→ Exercise materials
----------
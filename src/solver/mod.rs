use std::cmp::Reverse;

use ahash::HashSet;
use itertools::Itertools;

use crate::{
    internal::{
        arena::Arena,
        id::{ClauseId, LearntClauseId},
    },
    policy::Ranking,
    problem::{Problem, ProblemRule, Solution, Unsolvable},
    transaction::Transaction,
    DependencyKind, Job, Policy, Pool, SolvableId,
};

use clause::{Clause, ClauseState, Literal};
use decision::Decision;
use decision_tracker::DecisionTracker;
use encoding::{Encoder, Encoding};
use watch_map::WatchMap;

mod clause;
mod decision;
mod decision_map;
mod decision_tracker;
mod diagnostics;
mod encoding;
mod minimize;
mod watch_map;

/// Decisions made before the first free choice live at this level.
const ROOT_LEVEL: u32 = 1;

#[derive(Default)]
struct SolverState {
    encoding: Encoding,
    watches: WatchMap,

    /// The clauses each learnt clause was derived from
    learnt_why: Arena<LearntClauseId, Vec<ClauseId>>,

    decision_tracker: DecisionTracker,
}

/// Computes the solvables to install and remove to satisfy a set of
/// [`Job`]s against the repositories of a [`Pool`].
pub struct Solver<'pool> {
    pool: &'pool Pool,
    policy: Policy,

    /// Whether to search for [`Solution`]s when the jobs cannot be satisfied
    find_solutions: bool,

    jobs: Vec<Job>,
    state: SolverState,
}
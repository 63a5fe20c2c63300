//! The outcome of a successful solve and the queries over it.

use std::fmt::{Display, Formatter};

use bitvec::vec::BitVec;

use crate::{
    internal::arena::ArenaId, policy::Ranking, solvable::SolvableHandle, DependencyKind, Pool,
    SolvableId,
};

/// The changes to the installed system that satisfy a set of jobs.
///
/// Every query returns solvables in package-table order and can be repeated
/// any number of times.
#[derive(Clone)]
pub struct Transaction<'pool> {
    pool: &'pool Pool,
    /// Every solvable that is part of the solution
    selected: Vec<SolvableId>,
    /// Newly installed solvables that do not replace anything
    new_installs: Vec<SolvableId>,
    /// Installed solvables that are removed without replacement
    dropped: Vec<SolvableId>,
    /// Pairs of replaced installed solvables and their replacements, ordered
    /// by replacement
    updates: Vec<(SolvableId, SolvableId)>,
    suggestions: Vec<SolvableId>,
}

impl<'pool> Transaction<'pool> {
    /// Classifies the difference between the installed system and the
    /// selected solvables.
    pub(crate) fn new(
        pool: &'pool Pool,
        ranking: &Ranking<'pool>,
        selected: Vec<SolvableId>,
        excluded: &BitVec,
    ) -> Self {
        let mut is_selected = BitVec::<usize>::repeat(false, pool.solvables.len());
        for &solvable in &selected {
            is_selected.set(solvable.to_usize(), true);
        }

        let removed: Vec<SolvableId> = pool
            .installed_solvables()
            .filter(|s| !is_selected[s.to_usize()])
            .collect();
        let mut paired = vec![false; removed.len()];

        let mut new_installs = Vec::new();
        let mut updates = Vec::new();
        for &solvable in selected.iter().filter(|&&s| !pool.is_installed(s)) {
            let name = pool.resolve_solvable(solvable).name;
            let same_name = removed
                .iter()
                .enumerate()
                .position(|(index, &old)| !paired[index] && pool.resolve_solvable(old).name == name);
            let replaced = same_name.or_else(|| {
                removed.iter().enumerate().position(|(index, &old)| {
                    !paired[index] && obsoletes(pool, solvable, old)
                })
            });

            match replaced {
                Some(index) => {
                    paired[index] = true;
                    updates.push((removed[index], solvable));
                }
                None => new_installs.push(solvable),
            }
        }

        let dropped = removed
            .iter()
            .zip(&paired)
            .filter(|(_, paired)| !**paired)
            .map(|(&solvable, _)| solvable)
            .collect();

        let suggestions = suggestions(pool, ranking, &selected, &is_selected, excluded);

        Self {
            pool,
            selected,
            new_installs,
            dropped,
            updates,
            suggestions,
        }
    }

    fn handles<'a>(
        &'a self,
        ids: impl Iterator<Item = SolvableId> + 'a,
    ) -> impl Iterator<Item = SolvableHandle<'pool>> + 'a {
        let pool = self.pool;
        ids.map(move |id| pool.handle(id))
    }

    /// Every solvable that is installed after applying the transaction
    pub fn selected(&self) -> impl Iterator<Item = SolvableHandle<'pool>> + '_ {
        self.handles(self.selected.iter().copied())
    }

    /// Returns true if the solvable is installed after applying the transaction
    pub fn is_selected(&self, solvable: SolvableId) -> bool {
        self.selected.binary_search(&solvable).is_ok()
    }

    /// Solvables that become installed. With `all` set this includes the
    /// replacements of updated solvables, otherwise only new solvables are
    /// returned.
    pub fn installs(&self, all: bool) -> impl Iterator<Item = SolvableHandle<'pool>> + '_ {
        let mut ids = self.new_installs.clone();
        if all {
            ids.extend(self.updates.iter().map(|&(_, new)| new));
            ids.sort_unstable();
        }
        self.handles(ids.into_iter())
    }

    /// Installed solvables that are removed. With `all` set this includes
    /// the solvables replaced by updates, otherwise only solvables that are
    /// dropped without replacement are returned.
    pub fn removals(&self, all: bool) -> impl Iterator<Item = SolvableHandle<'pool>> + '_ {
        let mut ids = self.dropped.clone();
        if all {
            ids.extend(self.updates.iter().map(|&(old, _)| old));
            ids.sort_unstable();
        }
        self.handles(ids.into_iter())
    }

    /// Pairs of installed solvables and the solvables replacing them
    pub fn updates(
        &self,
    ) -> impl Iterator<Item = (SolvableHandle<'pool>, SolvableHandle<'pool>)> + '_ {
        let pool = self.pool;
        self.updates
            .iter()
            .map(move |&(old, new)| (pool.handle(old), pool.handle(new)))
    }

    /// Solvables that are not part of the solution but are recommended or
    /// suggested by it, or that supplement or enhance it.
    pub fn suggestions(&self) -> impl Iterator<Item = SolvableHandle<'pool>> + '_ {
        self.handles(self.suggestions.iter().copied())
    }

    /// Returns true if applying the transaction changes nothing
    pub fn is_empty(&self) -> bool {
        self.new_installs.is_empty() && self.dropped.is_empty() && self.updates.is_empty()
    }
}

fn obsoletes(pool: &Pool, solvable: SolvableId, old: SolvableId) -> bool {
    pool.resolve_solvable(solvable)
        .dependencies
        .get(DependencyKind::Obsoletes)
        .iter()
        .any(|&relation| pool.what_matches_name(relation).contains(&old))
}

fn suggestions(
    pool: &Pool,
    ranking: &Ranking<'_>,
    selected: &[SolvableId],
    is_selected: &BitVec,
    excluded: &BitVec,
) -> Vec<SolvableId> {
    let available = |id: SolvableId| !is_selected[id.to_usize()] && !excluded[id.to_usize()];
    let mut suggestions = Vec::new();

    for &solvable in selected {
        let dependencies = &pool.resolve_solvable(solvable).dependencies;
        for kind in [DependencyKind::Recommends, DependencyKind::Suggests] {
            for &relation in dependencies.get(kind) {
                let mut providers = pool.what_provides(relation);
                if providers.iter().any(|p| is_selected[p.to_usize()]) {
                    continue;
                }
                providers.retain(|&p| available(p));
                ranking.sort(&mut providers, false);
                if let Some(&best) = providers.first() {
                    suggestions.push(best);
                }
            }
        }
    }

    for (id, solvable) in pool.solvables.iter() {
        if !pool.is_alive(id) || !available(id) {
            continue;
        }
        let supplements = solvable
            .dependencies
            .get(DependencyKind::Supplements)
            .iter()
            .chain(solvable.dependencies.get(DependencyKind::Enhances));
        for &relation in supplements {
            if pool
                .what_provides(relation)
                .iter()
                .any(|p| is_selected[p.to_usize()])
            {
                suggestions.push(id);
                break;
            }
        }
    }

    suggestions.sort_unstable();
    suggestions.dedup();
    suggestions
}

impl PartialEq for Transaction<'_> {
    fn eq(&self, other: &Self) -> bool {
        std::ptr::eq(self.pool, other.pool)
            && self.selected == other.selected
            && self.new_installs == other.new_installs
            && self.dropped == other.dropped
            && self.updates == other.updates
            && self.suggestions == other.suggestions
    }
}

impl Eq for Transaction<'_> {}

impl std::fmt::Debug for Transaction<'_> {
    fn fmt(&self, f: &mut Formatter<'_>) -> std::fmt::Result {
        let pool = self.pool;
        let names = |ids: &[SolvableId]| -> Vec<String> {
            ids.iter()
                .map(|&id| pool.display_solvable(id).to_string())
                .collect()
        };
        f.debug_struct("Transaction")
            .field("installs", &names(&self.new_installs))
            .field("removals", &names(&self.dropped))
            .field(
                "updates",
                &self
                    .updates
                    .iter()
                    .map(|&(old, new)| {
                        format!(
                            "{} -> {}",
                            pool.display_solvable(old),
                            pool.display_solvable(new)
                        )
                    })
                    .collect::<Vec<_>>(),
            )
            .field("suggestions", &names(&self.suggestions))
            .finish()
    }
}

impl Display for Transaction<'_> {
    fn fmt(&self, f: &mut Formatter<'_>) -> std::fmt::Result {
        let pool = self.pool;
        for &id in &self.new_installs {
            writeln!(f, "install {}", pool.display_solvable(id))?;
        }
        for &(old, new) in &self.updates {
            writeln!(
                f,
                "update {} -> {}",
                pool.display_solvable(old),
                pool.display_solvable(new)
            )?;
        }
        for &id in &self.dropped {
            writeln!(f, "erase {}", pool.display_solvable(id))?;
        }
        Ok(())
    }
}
----------
→ What you are asked to do
Throughout the material above, count each line holding "without" and answer with the total alone.

→ Answer to this task
2